This is not inherently true. Try telling those who practice fencing, Laijustsu, Kendo etc that fighting is just simply chucking metal around.
Gamer designers *can* make martial combat more than a simple activity (and still keep the physics bending nature of wizards intact) but I am not totally sure DDN has got the balance right.
The issue isn't how realistically complex fighting with a sword is, but how many interesting decisions the player gets to make each round. 4e gave fighter players
many decisions. There were a lot of decisions even before you chose your at-wills or decided on which encounter or daily power you're using turn.
I'll give an example. Last session, 4e (conversion of Way of the Wicked, a Pathfinder adventure) the PCs went up against a good elite wizard and his three town guards. (The PCs are evil in this one.) Naturally the wizard, an evoker-type, stood behind the guards. The relevant PCs were a cleric, eladrin rogue, and a fighter. The party had fought this evoker before ...
and lost! Both were familiar with the other side's abilities.
Right at the start, the cleric hit the wizard with Bane, which inflicted -4 to hit and defenses for 1 turn. The wizard decided not to use his action point, nor his recharge when bloodied power in the first round because he'd be wasting them. That gave the fighter enough time to get in the wizard's face and attacked. He took an opportunity attack from two guards (getting hit once) to get there and was marked by the guards. Therefore simply attacking the wizard would provoke Interceding Strike (a slightly weaker version of Combat Challenge) along with -2 to hit. The fighter decided it was worth it, hitting and marking the wizard, and taking an incoming Interceding Strike.
Doing all that required the fighter to make three decisions: who to target (dangerous evoker or guards), to risk getting opportunity attacks, and to risk attacking the wizard despite being marked, with a bonus counterattack on top of it. In exchange, he hit the wizard, marked him, and was right beside the wizard which made casting difficult. (They knew the wizard had no close burst/blast spells.)
The next round the rest of the PCs were nuking the guards, and the cleric's turn ended without much effect (I think he missed with Sacred Flame). Two guards were bloodied, and the other advanced on an engaged a squishy PC in combat (and was also bloodied). The guards had to decide whether they should defend the wizard or advance. Two decided one way, one decided the other. The guards near the wizard knocked the fighter prone.
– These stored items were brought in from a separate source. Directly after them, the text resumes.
//! @acp:module "Roadmap Types"
//! @acp:summary "Phases, time estimates and the assembled roadmap"
//! @acp:domain roadmap
//! @acp:layer model
//!
//! These types serialize directly to the JSON consumed by the report
//! and compatibility collaborators.

use serde::{Deserialize, Serialize};
use std::fs::File;
use std::io::BufWriter;
use std::path::Path;

use super::types::{Priority, Recommendation, RecommendationType};
use crate::error::Result;

/// @acp:summary "Coarse reliability grade of a time estimate"
#[derive(Debug, Clone, Copy, PartialEq, Eq, Hash, Serialize, Deserialize, Default)]
#[serde(rename_all = "lowercase")]
pub enum Confidence {
    Low,
    #[default]
    Medium,
    High,
}

impl Confidence {
    pub fn as_str(&self) -> &'static str {
        match self {
            Confidence::Low => "low",
            Confidence::Medium => "medium",
            Confidence::High => "high",
        }
    }

    /// One step down; `low` stays `low`
    pub fn downgrade(self) -> Self {
        match self {
            Confidence::High => Confidence::Medium,
            Confidence::Medium | Confidence::Low => Confidence::Low,
        }
    }
}

impl std::fmt::Display for Confidence {
    fn fmt(&self, f: &mut std::fmt::Formatter<'_>) -> std::fmt::Result {
        write!(f, "{}", self.as_str())
    }
}

/// @acp:summary "Day range with a confidence grade"
#[derive(Debug, Clone, Copy, PartialEq, Serialize, Deserialize, Default)]
#[serde(rename_all = "camelCase")]
pub struct TimeEstimate {
    pub min_days: f64,
    pub max_days: f64,
    pub confidence: Confidence,
}

impl TimeEstimate {
    pub fn new(min_days: f64, max_days: f64, confidence: Confidence) -> Self {
        Self {
            min_days,
            max_days,
            confidence,
        }
    }

    /// Zero-length estimate
    pub fn zero(confidence: Confidence) -> Self {
        Self::new(0.0, 0.0, confidence)
    }
}

/// @acp:summary "A batch of recommendations executed together"
#[derive(Debug, Clone, PartialEq, Serialize, Deserialize)]
#[serde(rename_all = "camelCase")]
pub struct Phase {
    /// 1-based, contiguous
    pub number: usize,
    pub name: String,
    pub description: String,
    pub recommendations: Vec<Recommendation>,
    pub estimated_time: TimeEstimate,
    /// Phase numbers that must complete first
    pub prerequisites: Vec<usize>,
}

impl Phase {
    pub fn contains(&self, id: &str) -> bool {
        self.recommendations.iter().any(|r| r.id == id)
    }
}

/// @acp:summary "Complete phased modernization roadmap"
/// @acp:lock normal
#[derive(Debug, Clone, PartialEq, Serialize, Deserialize, Default)]
#[serde(rename_all = "camelCase")]
pub struct Roadmap {
    pub phases: Vec<Phase>,
    /// Elementwise sum of every phase estimate
    pub total_estimated_time: TimeEstimate,
    /// Recommendation titles along the longest dependency chain
    pub critical_path: Vec<String>,
    /// At most the configured quick-win limit (5 by default)
    pub quick_wins: Vec<Recommendation>,
}

impl Roadmap {
    /// @acp:summary "Phase number holding the given recommendation id"
    pub fn phase_of(&self, id: &str) -> Option<usize> {
        self.phases.iter().find(|p| p.contains(id)).map(|p| p.number)
    }

    /// Iterate every recommendation across all phases, in phase order
    pub fn recommendations(&self) -> impl Iterator<Item = &Recommendation> + '_ {
        self.phases.iter().flat_map(|p| p.recommendations.iter())
    }

    /// @acp:summary "Aggregate statistics for report generation"
    pub fn stats(&self) -> RoadmapStats {
        let mut stats = RoadmapStats {
            phase_count: self.phases.len(),
            quick_win_count: self.quick_wins.len(),
            critical_path_length: self.critical_path.len(),
            ..RoadmapStats::default()
        };

        for rec in self.recommendations() {
            stats.total_recommendations += 1;
            stats.by_priority.record(rec.priority);
            stats.by_type.record(rec.kind);
        }

        stats
    }

    /// @acp:summary "Serialize roadmap as pretty JSON"
    pub fn to_json(&self) -> Result<String> {
        Ok(serde_json::to_string_pretty(self)?)
    }

    /// @acp:summary "Write roadmap JSON to a file"
    pub fn write_json<P: AsRef<Path>>(&self, path: P) -> Result<()> {
        let file = File::create(path)?;
        let writer = BufWriter::new(file);
        serde_json::to_writer_pretty(writer, self)?;
        Ok(())
    }
}

/// Counts per priority class
#[derive(Debug, Clone, Copy, PartialEq, Eq, Serialize, Deserialize, Default)]
pub struct PriorityCounts {
    pub critical: usize,
    pub high: usize,
    pub medium: usize,
    pub low: usize,
}

impl PriorityCounts {
    fn record(&mut self, priority: Priority) {
        match priority {
            Priority::Critical => self.critical += 1,
            Priority::High => self.high += 1,
            Priority::Medium => self.medium += 1,
            Priority::Low => self.low += 1,
        }
    }
}

/// Counts per recommendation type
#[derive(Debug, Clone, Copy, PartialEq, Eq, Serialize, Deserialize, Default)]
pub struct TypeCounts {
    pub dependency: usize,
    pub framework: usize,
    pub pattern: usize,
}

impl TypeCounts {
    fn record(&mut self, kind: RecommendationType) {
        match kind {
            RecommendationType::Dependency => self.dependency += 1,
            RecommendationType::Framework => self.framework += 1,
            RecommendationType::Pattern => self.pattern += 1,
        }
    }
}

/// @acp:summary "Roadmap statistics"
#[derive(Debug, Clone, PartialEq, Eq, Serialize, Deserialize, Default)]
#[serde(rename_all = "camelCase")]
pub struct RoadmapStats {
    pub total_recommendations: usize,
    pub phase_count: usize,
    pub by_priority: PriorityCounts,
    pub by_type: TypeCounts,
    pub quick_win_count: usize,
    pub critical_path_length: usize,
}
The wizard's turn came up. He was marked, next to a (prone) fighter who could probably smack him if he shifted. The fighter had lots of armor but also a shield. He could drop a Fireball on the fighter, but the cluster of PCs across the way was such a juicy target. One guard was in the potential Fireball pattern.
The wizard (meaning me, the DM) decided. The wizard shifted, and came
this close to getting hit for daring to shift away from the fighter. Fortunately had he been hit he could still finish the shift. (Or so he thought. It turned out the fighter could have dazed him, ending his turn!) Then the wizard nuked. It was a thing of glory. Three of five PCs were hit by the Fireball, and the guard was missed (but took half damage and died anyway). Maybe the wizard should change his alignment to neutral
And then the wizard used his minor action (he's an elite) to hit the evil cleric. The evil cleric and another PC were bloodied, but the eladrin rogue in the middle wasn't. The wizard spend an AP to use Scorching Burst, and he had to decide whether to "burninate" the evil cleric or another bloodied PC, both patterns would include the rogue. The wizard scorched the cleric and rogue, dropping the cleric.
The cleric is an uber-healer, but the players decided they were too reliant on him. Many PCs had since the last battle multiclassed with a leader class, and someone revived him. All that work gone to naught.
The fighter got in the wizard's face again, and pondered using a special power that would simultaneously grab and damage the wizard, and then the eladrin rogue teleported into the perfect flanking position and did nasty things to the wizard's guts. Dead wizard.
Look at the number of tactical decisions the PCs and wizard (and guards) had to make. Many (such as blast patterns) are identical across edition (not in terms of details such as blast size, but you know what I mean).
On the other hand, the fighter had numerous tactical options that his 5e equivalent wouldn't have had. He had to risk ignoring the guards (and paid for it), not only getting incoming OAs that marked him, but getting set up for a punishment strike (which in fact hit him).
He got in the wizard's face and marked him. At minimum, the wizard was taking -2 to hit everyone but the fighter, a big deal for an AoE using wizard. (The 5e fighter can only apply disadvantage to one attack.) The fighter could punish a shift, and only a really bad die roll prevented him from doing so. How do you punish that kind of movement in 5e? (Don't say readied action, that's an option in 4e too, and the 4e fighter could ready an action
and punish a shift.)
A 4e fighter isn't just hitting things for high damage, with maybe an OA or high-damage strike for seasoning.
Also note that the fighter's actual weapon (a flail) wasn't really that relevant. I have little interest in "realistic" combat because D&D is not realistic, even the non-magical part, and I find realistic rules to be a negative.